Extracted information →

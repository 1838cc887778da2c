//! Broadcast hub
//!
//! Simulates a push feed over periodic pulls. Each topic runs one refresh
//! task that exists only while the topic has subscribers: created on first
//! subscribe (with an immediate first refresh so nobody waits a full
//! interval), destroyed on last unsubscribe. Refreshes for a topic are
//! serialized (the fetch is awaited inside the task and missed ticks are
//! skipped) and every result carries a sequence number so stale data is
//! never delivered after fresher data.

use super::types::{ConnectionStatus, FeedUpdate, HubSettings, Subscription, Topic};
use crate::service::FeedSource;
use crate::telemetry::{incr_counter, set_gauge, CounterMetric, GaugeMetric};
use parking_lot::Mutex;
use std::collections::HashMap;
use std::sync::Arc;
use tokio::sync::mpsc;
use tokio::time::{interval_at, sleep, Instant, MissedTickBehavior};
use uuid::Uuid;

/// Most recent fetch outcome per active topic
#[derive(Debug, Clone, Copy, PartialEq, Eq)]
enum FetchHealth {
    Pending,
    Healthy,
    Failed,
}

struct TopicState {
    subscribers: HashMap<Uuid, mpsc::Sender<FeedUpdate>>,
    task: tokio::task::JoinHandle<()>,
}

/// What one refresh attempt did
enum RefreshOutcome {
    Delivered,
    Failed,
    /// Every receiver is gone; the topic task should end itself
    Abandoned,
}

/// Per-topic publish/subscribe over periodic pulls
pub struct FeedHub {
    source: Arc<dyn FeedSource>,
    settings: HubSettings,
    topics: Arc<Mutex<HashMap<Topic, TopicState>>>,
    health: Arc<Mutex<HashMap<Topic, FetchHealth>>>,
}

impl FeedHub {
    pub fn new(source: Arc<dyn FeedSource>, settings: HubSettings) -> Self {
        Self {
            source,
            settings,
            topics: Arc::new(Mutex::new(HashMap::new())),
            health: Arc::new(Mutex::new(HashMap::new())),
        }
    }

    /// Register a subscriber; an idle topic gets its refresh task started and
    /// an immediate first refresh.
    pub fn subscribe(&self, topic: Topic) -> Subscription {
        let (tx, rx) = mpsc::channel(self.settings.channel_capacity);
        let id = Uuid::new_v4();

        let mut topics = self.topics.lock();
        match topics.get_mut(&topic) {
            Some(state) => {
                state.subscribers.insert(id, tx);
                tracing::debug!(%topic, subscribers = state.subscribers.len(), "Subscriber added");
            }
            None => {
                self.health.lock().insert(topic, FetchHealth::Pending);
                let mut subscribers = HashMap::new();
                subscribers.insert(id, tx);
                let task = self.spawn_topic_task(topic);
                topics.insert(topic, TopicState { subscribers, task });
                tracing::info!(%topic, "Topic activated");
            }
        }
        set_gauge(GaugeMetric::ActiveTopics, topics.len() as f64);

        Subscription::new(id, topic, rx)
    }

    /// Remove a subscriber; the last one out cancels the topic's refresh
    /// task. An in-flight fetch is dropped rather than broadcast.
    pub fn unsubscribe(&self, sub: &Subscription) {
        let mut topics = self.topics.lock();
        let now_empty = match topics.get_mut(&sub.topic) {
            Some(state) => {
                state.subscribers.remove(&sub.id);
                state.subscribers.is_empty()
            }
            None => false,
        };
        if now_empty {
            if let Some(state) = topics.remove(&sub.topic) {
                state.task.abort();
                self.health.lock().remove(&sub.topic);
                tracing::info!(topic = %sub.topic, "Topic idle, refresh task cancelled");
            }
        }
        set_gauge(GaugeMetric::ActiveTopics, topics.len() as f64);
    }

    /// Number of topics with a live refresh task.
    pub fn active_topics(&self) -> usize {
        self.topics.lock().len()
    }

    /// Derived status: reflects whether any topic is active and whether the
    /// most recent fetch attempts succeeded.
    pub fn connection_status(&self) -> ConnectionStatus {
        let topics = self.topics.lock();
        if topics.is_empty() {
            return ConnectionStatus::Disconnected;
        }

        let health = self.health.lock();
        let mut pending = false;
        for topic in topics.keys() {
            match health.get(topic) {
                Some(FetchHealth::Failed) => return ConnectionStatus::Error,
                Some(FetchHealth::Healthy) => {}
                _ => pending = true,
            }
        }

        if pending {
            ConnectionStatus::Connecting
        } else {
            ConnectionStatus::Connected
        }
    }

    fn spawn_topic_task(&self, topic: Topic) -> tokio::task::JoinHandle<()> {
        let source = Arc::clone(&self.source);
        let topics = Arc::clone(&self.topics);
        let health = Arc::clone(&self.health);
        let every = self.settings.interval_for(topic);
        let initial_retry = self.settings.initial_retry;
        let max_retry = self.settings.max_retry;
        let max_attempts = self.settings.max_connect_attempts;

        tokio::spawn(async move {
            let mut seq: u64 = 0;
            let mut last_delivered: u64 = 0;

            // Establishment phase: refresh immediately, retrying with a
            // doubling delay. Failures past the attempt cap fall through to
            // the tick cadence below.
            let mut delay = initial_retry;
            let mut attempt: u32 = 0;
            loop {
                seq += 1;
                match refresh_once(&source, topic, seq, &topics, &health, &mut last_delivered)
                    .await
                {
                    RefreshOutcome::Delivered => break,
                    RefreshOutcome::Abandoned => {
                        remove_topic(&topics, &health, topic);
                        return;
                    }
                    RefreshOutcome::Failed => {
                        attempt += 1;
                        if attempt >= max_attempts {
                            tracing::warn!(
                                %topic,
                                attempts = attempt,
                                "Feed not established, settling into tick cadence"
                            );
                            break;
                        }
                        sleep(delay).await;
                        delay = (delay * 2).min(max_retry);
                    }
                }
            }

            // Steady state: one fetch per tick. The fetch is awaited here, so
            // a slow refresh cannot overlap the next one; Skip drops the
            // backlog instead of bursting.
            let mut ticker = interval_at(Instant::now() + every, every);
            ticker.set_missed_tick_behavior(MissedTickBehavior::Skip);
            loop {
                ticker.tick().await;
                seq += 1;
                if let RefreshOutcome::Abandoned =
                    refresh_once(&source, topic, seq, &topics, &health, &mut last_delivered).await
                {
                    remove_topic(&topics, &health, topic);
                    return;
                }
            }
        })
    }
}

fn remove_topic(
    topics: &Mutex<HashMap<Topic, TopicState>>,
    health: &Mutex<HashMap<Topic, FetchHealth>>,
    topic: Topic,
) {
    topics.lock().remove(&topic);
    health.lock().remove(&topic);
    tracing::info!(%topic, "All receivers gone, topic deactivated");
}

/// One refresh attempt: fetch, then fan out to current subscribers.
async fn refresh_once(
    source: &Arc<dyn FeedSource>,
    topic: Topic,
    seq: u64,
    topics: &Mutex<HashMap<Topic, TopicState>>,
    health: &Mutex<HashMap<Topic, FetchHealth>>,
    last_delivered: &mut u64,
) -> RefreshOutcome {
    let payload = match source.fetch(topic).await {
        Ok(payload) => payload,
        Err(e) => {
            health.lock().insert(topic, FetchHealth::Failed);
            incr_counter(CounterMetric::FetchError);
            tracing::warn!(%topic, seq, error = %e, "Refresh failed, next tick retries");
            return RefreshOutcome::Failed;
        }
    };

    health.lock().insert(topic, FetchHealth::Healthy);

    // Freshness guard: never deliver behind what subscribers already saw.
    if seq <= *last_delivered {
        tracing::debug!(%topic, seq, last_delivered = *last_delivered, "Stale refresh discarded");
        return RefreshOutcome::Delivered;
    }
    *last_delivered = seq;

    let mut topics = topics.lock();
    let Some(state) = topics.get_mut(&topic) else {
        // Unsubscribed while the fetch was in flight: drop the result.
        return RefreshOutcome::Abandoned;
    };
    if state.subscribers.is_empty() {
        tracing::debug!(%topic, seq, "Result dropped, no subscribers");
        return RefreshOutcome::Abandoned;
    }

    let mut dead = Vec::new();
    for (id, tx) in &state.subscribers {
        let update = FeedUpdate {
            topic,
            seq,
            payload: payload.clone(),
        };
        match tx.try_send(update) {
            Ok(()) => {}
            Err(mpsc::error::TrySendError::Full(_)) => {
                tracing::debug!(%topic, subscriber = %id, "Slow subscriber, update skipped");
            }
            Err(mpsc::error::TrySendError::Closed(_)) => {
                dead.push(*id);
            }
        }
    }
    for id in dead {
        state.subscribers.remove(&id);
    }

    if state.subscribers.is_empty() {
        return RefreshOutcome::Abandoned;
    }

    RefreshOutcome::Delivered
}
//! Mini Golf entry point
//!
//! On the web: binds the canvas, runs the session once per animation frame
//! and keeps the HUD in sync. Natively: plays the built-in course headlessly
//! with the demo player and records best scores.

#[cfg(target_arch = "wasm32")]
use wasm_bindgen::prelude::*;

#[cfg(target_arch = "wasm32")]
mod wasm_game {
    use std::cell::RefCell;
    use std::rc::Rc;
    use wasm_bindgen::prelude::*;
    use web_sys::{Document, HtmlCanvasElement};

    use mini_golf::persistence::LocalScoreStore;
    use mini_golf::platform::InputRouter;
    use mini_golf::platform::web::{Listeners, SharedSession, bind_input};
    use mini_golf::renderer::{CameraRig, FrameSnapshot, HeadlessSurface, RenderSurface, detach_surface};
    use mini_golf::{Course, GameEvent, Session, Settings};

    /// Everything the page owns besides the session
    struct Game {
        session: SharedSession,
        course: Course,
        settings: Settings,
        camera: CameraRig,
        surface: HeadlessSurface,
        document: Document,
        /// Pending animation frame, cancelled on teardown
        frame_handle: Option<i32>,
        input: Option<Listeners>,
        buttons: Option<Listeners>,
        running: bool,
    }

    impl Game {
        /// One host frame: simulate, then present
        fn frame(&mut self) {
            let snapshot = {
                let mut session = self.session.borrow_mut();
                session.tick();
                for event in session.drain_events() {
                    self.on_event(&session, event);
                }
                if self.settings.follow_camera && session.is_ball_moving() {
                    self.camera.follow(session.ball().position);
                }
                FrameSnapshot::capture(&session, &self.settings)
            };

            if let Err(e) = self.surface.present(&snapshot) {
                log::warn!("Present failed: {}", e);
            }
        }

        fn on_event(&self, session: &Session, event: GameEvent) {
            match event {
                GameEvent::Stroke { strokes } | GameEvent::OutOfBounds { strokes } => {
                    self.set_text("hud-strokes", &strokes.to_string());
                }
                GameEvent::PowerChanged(power) => {
                    self.set_style("power-fill", "width", &format!("{:.0}%", power));
                }
                GameEvent::HoleComplete { strokes, .. } => {
                    let level = session.level();
                    self.set_text(
                        "hole-result",
                        &format!(
                            "{} in {} ({})",
                            level.name,
                            strokes,
                            mini_golf::highscores::par_delta(level.par, strokes)
                        ),
                    );
                    self.set_class("hole-complete", "");
                }
                GameEvent::ShotCancelled | GameEvent::BallStopped => {}
            }
        }

        fn set_text(&self, id: &str, text: &str) {
            if let Some(el) = self.document.get_element_by_id(id) {
                el.set_text_content(Some(text));
            }
        }

        fn set_class(&self, id: &str, class: &str) {
            if let Some(el) = self.document.get_element_by_id(id) {
                let _ = el.set_attribute("class", class);
            }
        }

        fn set_style(&self, id: &str, property: &str, value: &str) {
            if let Some(el) = self.document.get_element_by_id(id) {
                if let Some(el) = el.dyn_ref::<web_sys::HtmlElement>() {
                    let _ = el.style().set_property(property, value);
                }
            }
        }

        /// Advance to the next hole, or start over after the last one
        fn next_hole(&mut self) {
            let next = {
                let session = self.session.borrow();
                let current = session.level().id;
                self.course
                    .next_after(current)
                    .or_else(|| self.course.levels().first())
                    .cloned()
            };
            let Some(level) = next else {
                return;
            };
            let mut session = self.session.borrow_mut();
            if let Err(e) = session.reset_to(level) {
                log::warn!("Could not load next hole: {}", e);
                return;
            }
            self.camera = CameraRig::new(session.level().start_position, self.surface.size().0, self.surface.size().1);
            self.show_hole(&session);
        }

        /// Fill the HUD for a freshly started hole
        fn show_hole(&self, session: &Session) {
            self.set_text("hud-hole", &session.level().name);
            self.set_text("hud-par", &session.level().par.to_string());
            self.set_text("hud-strokes", &session.strokes().to_string());
            self.set_class("hole-complete", "hidden");
        }

        /// Stop the loop, unregister listeners and release the surface
        fn teardown(&mut self) {
            if !self.running {
                return;
            }
            self.running = false;
            if let (Some(handle), Some(window)) = (self.frame_handle.take(), web_sys::window()) {
                let _ = window.cancel_animation_frame(handle);
            }
            self.input = None;
            self.buttons = None;
            detach_surface(&mut self.surface);
            log::info!("Mini Golf stopped");
        }
    }

    pub fn run() -> Result<(), JsValue> {
        console_error_panic_hook::set_once();
        if let Err(e) = console_log::init_with_level(log::Level::Info) {
            web_sys::console::log_1(&format!("logger init failed: {e}").into());
        }

        log::info!("Mini Golf starting...");

        let window = web_sys::window().ok_or_else(|| JsValue::from_str("no window"))?;
        let document = window.document().ok_or_else(|| JsValue::from_str("no document"))?;

        let canvas: HtmlCanvasElement = document
            .get_element_by_id("canvas")
            .ok_or_else(|| JsValue::from_str("no canvas"))?
            .dyn_into()?;
        let dpr = window.device_pixel_ratio();
        let width = (canvas.client_width() as f64 * dpr) as u32;
        let height = (canvas.client_height() as f64 * dpr) as u32;
        canvas.set_width(width);
        canvas.set_height(height);

        let settings = Settings::load();
        let course = Course::builtin().map_err(|e| JsValue::from_str(&e.to_string()))?;
        let first = course
            .levels()
            .first()
            .cloned()
            .ok_or_else(|| JsValue::from_str("course has no holes"))?;
        let session = Session::new(first, settings.tuning.clone())
            .map_err(|e| JsValue::from_str(&e.to_string()))?
            .with_score_sink(Box::new(LocalScoreStore::open_browser()));
        let camera = CameraRig::new(session.level().start_position, width, height);
        let session: SharedSession = Rc::new(RefCell::new(session));

        let router = Rc::new(RefCell::new(InputRouter::new()));
        let input = bind_input(canvas.as_ref(), session.clone(), router)?;

        let game = Rc::new(RefCell::new(Game {
            session,
            course,
            settings,
            camera,
            surface: HeadlessSurface::new(width, height),
            document: document.clone(),
            frame_handle: None,
            input: Some(input),
            buttons: None,
            running: true,
        }));

        {
            let g = game.borrow();
            g.show_hole(&g.session.borrow());
        }

        let buttons = setup_buttons(&document, &window, game.clone())?;
        game.borrow_mut().buttons = Some(buttons);

        // Lives as long as the page, so it is leaked rather than guarded
        {
            let game = game.clone();
            let closure = Closure::<dyn FnMut(_)>::new(move |_event: web_sys::Event| {
                game.borrow_mut().teardown();
            });
            window.add_event_listener_with_callback("pagehide", closure.as_ref().unchecked_ref())?;
            closure.forget();
        }

        request_animation_frame(game);
        log::info!("Mini Golf running!");
        Ok(())
    }

    fn setup_buttons(
        document: &Document,
        window: &web_sys::Window,
        game: Rc<RefCell<Game>>,
    ) -> Result<Listeners, JsValue> {
        let mut listeners = Listeners::new();

        if let Some(btn) = document.get_element_by_id("restart-btn") {
            let game = game.clone();
            listeners.add(btn.as_ref(), "click", move |_| {
                let g = game.borrow();
                g.session.borrow_mut().reset();
                g.set_text("hud-strokes", "0");
                g.set_class("hole-complete", "hidden");
            })?;
        }

        if let Some(btn) = document.get_element_by_id("pause-btn") {
            let game = game.clone();
            listeners.add(btn.as_ref(), "click", move |_| {
                let g = game.borrow();
                let mut session = g.session.borrow_mut();
                if session.is_paused() {
                    session.resume();
                    g.set_class("pause-menu", "hidden");
                } else {
                    session.pause();
                    g.set_class("pause-menu", "");
                }
            })?;
        }

        if let Some(btn) = document.get_element_by_id("next-btn") {
            let game = game.clone();
            listeners.add(btn.as_ref(), "click", move |_| {
                game.borrow_mut().next_hole();
            })?;
        }

        listeners.add(window.as_ref(), "resize", move |_| {
            let Some(window) = web_sys::window() else {
                return;
            };
            let width = window.inner_width().ok().and_then(|w| w.as_f64()).unwrap_or(0.0) as u32;
            let height = window.inner_height().ok().and_then(|h| h.as_f64()).unwrap_or(0.0) as u32;
            let mut g = game.borrow_mut();
            g.camera.resize(width, height);
            g.surface.resize(width, height);
        })?;

        Ok(listeners)
    }

    fn request_animation_frame(game: Rc<RefCell<Game>>) {
        let Some(window) = web_sys::window() else {
            return;
        };
        let next = game.clone();
        let closure = Closure::once(move |_time: f64| {
            game_loop(next);
        });
        match window.request_animation_frame(closure.as_ref().unchecked_ref()) {
            Ok(handle) => game.borrow_mut().frame_handle = Some(handle),
            Err(e) => log::warn!("requestAnimationFrame failed: {:?}", e),
        }
        closure.forget();
    }

    fn game_loop(game: Rc<RefCell<Game>>) {
        {
            let mut g = game.borrow_mut();
            g.frame_handle = None;
            if !g.running {
                return;
            }
            g.frame();
        }

        request_animation_frame(game);
    }
}

#[cfg(target_arch = "wasm32")]
#[wasm_bindgen(start)]
pub fn wasm_main() -> Result<(), JsValue> {
    wasm_game::run()
}

#[cfg(target_arch = "wasm32")]
fn main() {
    // WASM entry point is wasm_main, this is just to satisfy the compiler
}

#[cfg(not(target_arch = "wasm32"))]
fn main() {
    use mini_golf::highscores::par_delta;
    use mini_golf::persistence::LocalScoreStore;
    use mini_golf::renderer::{FrameSnapshot, HeadlessSurface, RenderSurface, detach_surface};
    use mini_golf::sim::{Autoplayer, autoplay};
    use mini_golf::{Course, Session, Settings};

    const MAX_STROKES: u32 = 10;

    env_logger::init();
    log::info!("Mini Golf (native) starting...");

    // mini-golf [seed] [scores.json] [settings.json]
    let mut args = std::env::args().skip(1);
    let seed = args.next().and_then(|s| s.parse().ok()).unwrap_or(1);
    let scores_path = args.next().unwrap_or_else(|| "mini_golf_scores.json".to_string());
    let settings = args.next().map(Settings::load_from).unwrap_or_default();

    let course = match Course::builtin() {
        Ok(course) => course,
        Err(e) => {
            log::error!("Built-in course is invalid: {}", e);
            std::process::exit(1);
        }
    };
    let Some(first) = course.levels().first().cloned() else {
        log::error!("Built-in course has no holes");
        std::process::exit(1);
    };

    let mut session = match Session::new(first, settings.tuning.clone()) {
        Ok(session) => session.with_score_sink(Box::new(LocalScoreStore::open_file(&scores_path))),
        Err(e) => {
            log::error!("Could not start: {}", e);
            std::process::exit(1);
        }
    };

    let mut player = Autoplayer::new(seed);
    let mut surface = HeadlessSurface::new(800, 600);
    let mut total = 0;

    println!("Hole  Par  Strokes  Score");
    for (index, level) in course.levels().iter().enumerate() {
        if index > 0 {
            if let Err(e) = session.reset_to(level.clone()) {
                log::error!("Skipping hole {}: {}", level.id, e);
                continue;
            }
        }

        let strokes = autoplay::play_hole(&mut session, &mut player, MAX_STROKES);
        total += strokes;
        if let Err(e) = surface.present(&FrameSnapshot::capture(&session, &settings)) {
            log::warn!("Present failed: {}", e);
        }

        let holed = if session.is_hole_completed() { "" } else { " (gave up)" };
        println!(
            "{:>4}  {:>3}  {:>7}  {:>5}{}",
            level.id,
            level.par,
            strokes,
            par_delta(level.par, strokes),
            holed
        );
    }

    println!(
        "Total {} over par {} ({})",
        total,
        course.total_par(),
        par_delta(course.total_par(), total)
    );
    detach_surface(&mut surface);
    log::info!("Best scores kept in {}", scores_path);
}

Task details → Among the records above, find the lines that contain "mpsc" and copy every one.

Task answer →
use tokio::sync::mpsc;
    subscribers: HashMap<Uuid, mpsc::Sender<FeedUpdate>>,
        let (tx, rx) = mpsc::channel(self.settings.channel_capacity);
            Err(mpsc::error::TrySendError::Full(_)) => {
            Err(mpsc::error::TrySendError::Closed(_)) => {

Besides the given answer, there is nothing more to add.